■ **Directions for this task**: As the answer, give a copy of each line below that includes the word "call".

Saved entries
Start of Block

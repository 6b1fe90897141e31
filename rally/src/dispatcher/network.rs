#![deny(clippy::unwrap_used)]
use super::{DispatcherContext, DispatcherHandle, QuitSignal, panic_message};
use crate::{RequestError, request::Dispatch};
use futures::FutureExt as _;
use std::{panic::AssertUnwindSafe, sync::Arc};
use tracing::{Instrument, debug, error, info, info_span, instrument, warn};

pub(crate) fn spawn_network_dispatcher(
    id: usize,
    ctx: DispatcherContext,
) -> DispatcherHandle {
    let span = info_span!("dispatcher", kind = "network", dispatcher_id = id);
    DispatcherHandle::spawn(format!("network-{id}"), move |signal| {
        network_dispatcher(id, ctx, signal).instrument(span)
    })
}

/// Drains the network queue: performs the call, stores the result in the
/// cache and posts it. A failing request never ends the loop.
#[instrument(name = "network_dispatcher", skip_all, fields(dispatcher_id = id))]
async fn network_dispatcher(
    id: usize,
    ctx: DispatcherContext,
    signal: Arc<QuitSignal>,
) {
    info!("network dispatcher started");

    loop {
        let request = tokio::select! {
            biased;
            _ = signal.interrupted() => {
                if signal.is_quit() {
                    break;
                }
                continue;
            }
            request = ctx.queues.network_queue.pop() => request,
        };

        let outcome = AssertUnwindSafe(process(&ctx, Arc::clone(&request)))
            .catch_unwind()
            .await;
        if let Err(panic) = outcome {
            let message = panic_message(&*panic);
            error!(
                url = %request.core().url(),
                %message,
                "unhandled panic in network dispatcher"
            );
            let core = request.core();
            core.add_marker("network-unexpected-error");
            ctx.delivery
                .post_error(request, RequestError::Unexpected(message));
        }
    }

    info!("network dispatcher stopped");
}

async fn process(ctx: &DispatcherContext, request: Arc<dyn Dispatch>) {
    let core = request.core();
    core.add_marker("network-queue-take");

    // last check before the call; once issued it is never interrupted
    if core.is_cancelled() {
        ctx.stats.record_cancelled_discarded();
        core.finish("network-discard-cancelled");
        return;
    }

    ctx.stats.record_network_request();
    let network_response = match ctx.network.perform_request(core).await {
        Ok(response) => response,
        Err(error) => {
            core.add_marker("network-error");
            debug!(url = %core.url(), error = %error, "network request failed");
            let error = request.parse_network_error(error);
            ctx.delivery.post_error(request, error);
            return;
        }
    };
    core.add_marker("network-http-complete");

    // revalidation of a stale hit that was already delivered
    if network_response.not_modified && core.has_had_response_delivered() {
        ctx.stats.record_not_modified_suppressed();
        core.finish("not-modified");
        return;
    }

    let mut response = match request.parse_network_response(&network_response) {
        Ok(response) => response,
        Err(error) => {
            core.add_marker("network-parse-failed");
            ctx.delivery.post_error(request, error);
            return;
        }
    };
    core.add_marker("network-parse-complete");

    if core.should_cache() {
        if let Some(entry) = response.cache_entry.take() {
            match ctx.cache.put(core.cache_key(), entry).await {
                Ok(()) => core.add_marker("network-cache-written"),
                Err(e) => warn!(
                    cache_key = %core.cache_key(),
                    error = %e,
                    "failed to write cache entry"
                ),
            }
        }
    }

    ctx.delivery.post_response(request, response, None);
}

End of Block

■ **Your response**:
/// Drains the network queue: performs the call, stores the result in the
    // last check before the call; once issued it is never interrupted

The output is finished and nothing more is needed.